Content starts

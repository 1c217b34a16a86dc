use crate::{domain::is_supported, expand_tilde};
use anyhow::{Result, anyhow};
use std::path::{Path, PathBuf};
use walkdir::WalkDir;

/// Resolves what the user typed into the open prompt. A file is taken as is
/// (if its extension is supported), a directory is walked for every
/// supported file, sorted by path.
pub fn resolve_open_path(input: &str) -> Result<Vec<PathBuf>> {
    let trimmed = input.trim();
    if trimmed.is_empty() {
        return Err(anyhow!("No path entered!"));
    }

    let path = expand_tilde(trimmed)?;

    if path.is_dir() {
        let files = collect_media_files(&path);
        if files.is_empty() {
            return Err(anyhow!("No playable media found in {}", path.display()));
        }
        return Ok(files);
    }

    if !path.exists() {
        return Err(anyhow!("File not found: {}", path.display()));
    }

    match is_supported(&path) {
        true => Ok(vec![path]),
        false => Err(anyhow!("Unsupported file type: {}", path.display())),
    }
}

pub fn collect_media_files<P: AsRef<Path>>(dir: P) -> Vec<PathBuf> {
    let mut files = WalkDir::new(dir)
        .follow_links(true)
        .into_iter()
        .filter_map(|e| e.ok())
        .filter(|e| e.file_type().is_file())
        .map(|e| e.into_path())
        .filter(|p| is_supported(p))
        .collect::<Vec<_>>();

    files.sort();
    files
}

/// Splits a pasted/dropped payload into paths. Terminals hand dropped files
/// over as text: whitespace separated, with spaces either backslash-escaped
/// or the whole path quoted, sometimes as `file://` URIs. Only supported
/// media survive the filter.
pub fn parse_dropped_paths(payload: &str) -> Vec<PathBuf> {
    split_shell_words(payload)
        .into_iter()
        .map(|word| match word.strip_prefix("file://") {
            Some(uri) => percent_decode(uri),
            None => word,
        })
        .map(PathBuf::from)
        .filter(|p| is_supported(p))
        .collect()
}

fn split_shell_words(s: &str) -> Vec<String> {
    let mut words = Vec::new();
    let mut current = String::new();
    let mut quote: Option<char> = None;
    let mut in_word = false;
    let mut chars = s.chars();

    while let Some(c) = chars.next() {
        match (quote, c) {
            (Some(q), c) if c == q => quote = None,
            (Some(_), c) => current.push(c),
            (None, '\'' | '"') => {
                quote = Some(c);
                in_word = true;
            }
            (None, '\\') => {
                if let Some(escaped) = chars.next() {
                    current.push(escaped);
                    in_word = true;
                }
            }
            (None, c) if c.is_whitespace() => {
                if in_word {
                    words.push(std::mem::take(&mut current));
                    in_word = false;
                }
            }
            (None, c) => {
                current.push(c);
                in_word = true;
            }
        }
    }

    if in_word {
        words.push(current);
    }
    words
}

fn percent_decode(s: &str) -> String {
    let bytes = s.as_bytes();
    let mut out = Vec::with_capacity(bytes.len());
    let mut i = 0;

    while i < bytes.len() {
        if bytes[i] == b'%' && i + 3 <= bytes.len() {
            let hex = std::str::from_utf8(&bytes[i + 1..i + 3]).ok();
            if let Some(byte) = hex.and_then(|h| u8::from_str_radix(h, 16).ok()) {
                out.push(byte);
                i += 3;
                continue;
            }
        }
        out.push(bytes[i]);
        i += 1;
    }

    String::from_utf8_lossy(&out).into_owned()
}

Content ends

Problem requirements
Repeat the entries shown above, every one, word for word.

Written solution
repository 1c217b34a16a86dc
use crate::{domain::is_supported, expand_tilde};
use anyhow::{Result, anyhow};
use std::path::{Path, PathBuf};
use walkdir::WalkDir;

/// Resolves what the user typed into the open prompt. A file is taken as is
/// (if its extension is supported), a directory is walked for every
/// supported file, sorted by path.
pub fn resolve_open_path(input: &str) -> Result<Vec<PathBuf>> {
    let trimmed = input.trim();
    if trimmed.is_empty() {
        return Err(anyhow!("No path entered!"));
    }

    let path = expand_tilde(trimmed)?;

    if path.is_dir() {
        let files = collect_media_files(&path);
        if files.is_empty() {
            return Err(anyhow!("No playable media found in {}", path.display()));
        }
        return Ok(files);
    }

    if !path.exists() {
        return Err(anyhow!("File not found: {}", path.display()));
    }

    match is_supported(&path) {
        true => Ok(vec![path]),
        false => Err(anyhow!("Unsupported file type: {}", path.display())),
    }
}

pub fn collect_media_files<P: AsRef<Path>>(dir: P) -> Vec<PathBuf> {
    let mut files = WalkDir::new(dir)
        .follow_links(true)
        .into_iter()
        .filter_map(|e| e.ok())
        .filter(|e| e.file_type().is_file())
        .map(|e| e.into_path())
        .filter(|p| is_supported(p))
        .collect::<Vec<_>>();

    files.sort();
    files
}

/// Splits a pasted/dropped payload into paths. Terminals hand dropped files
/// over as text: whitespace separated, with spaces either backslash-escaped
/// or the whole path quoted, sometimes as `file://` URIs. Only supported
/// media survive the filter.
pub fn parse_dropped_paths(payload: &str) -> Vec<PathBuf> {
    split_shell_words(payload)
        .into_iter()
        .map(|word| match word.strip_prefix("file://") {
            Some(uri) => percent_decode(uri),
            None => word,
        })
        .map(PathBuf::from)
        .filter(|p| is_supported(p))
        .collect()
}

fn split_shell_words(s: &str) -> Vec<String> {
    let mut words = Vec::new();
    let mut current = String::new();
    let mut quote: Option<char> = None;
    let mut in_word = false;
    let mut chars = s.chars();

    while let Some(c) = chars.next() {
        match (quote, c) {
            (Some(q), c) if c == q => quote = None,
            (Some(_), c) => current.push(c),
            (None, '\'' | '"') => {
                quote = Some(c);
                in_word = true;
            }
            (None, '\\') => {
                if let Some(escaped) = chars.next() {
                    current.push(escaped);
                    in_word = true;
                }
            }
            (None, c) if c.is_whitespace() => {
                if in_word {
                    words.push(std::mem::take(&mut current));
                    in_word = false;
                }
            }
            (None, c) => {
                current.push(c);
                in_word = true;
            }
        }
    }

    if in_word {
        words.push(current);
    }
    words
}

fn percent_decode(s: &str) -> String {
    let bytes = s.as_bytes();
    let mut out = Vec::with_capacity(bytes.len());
    let mut i = 0;

    while i < bytes.len() {
        if bytes[i] == b'%' && i + 3 <= bytes.len() {
            let hex = std::str::from_utf8(&bytes[i + 1..i + 3]).ok();
            if let Some(byte) = hex.and_then(|h| u8::from_str_radix(h, 16).ok()) {
                out.push(byte);
                i += 3;
                continue;
            }
        }
        out.push(bytes[i]);
        i += 1;
    }

    String::from_utf8_lossy(&out).into_owned()
}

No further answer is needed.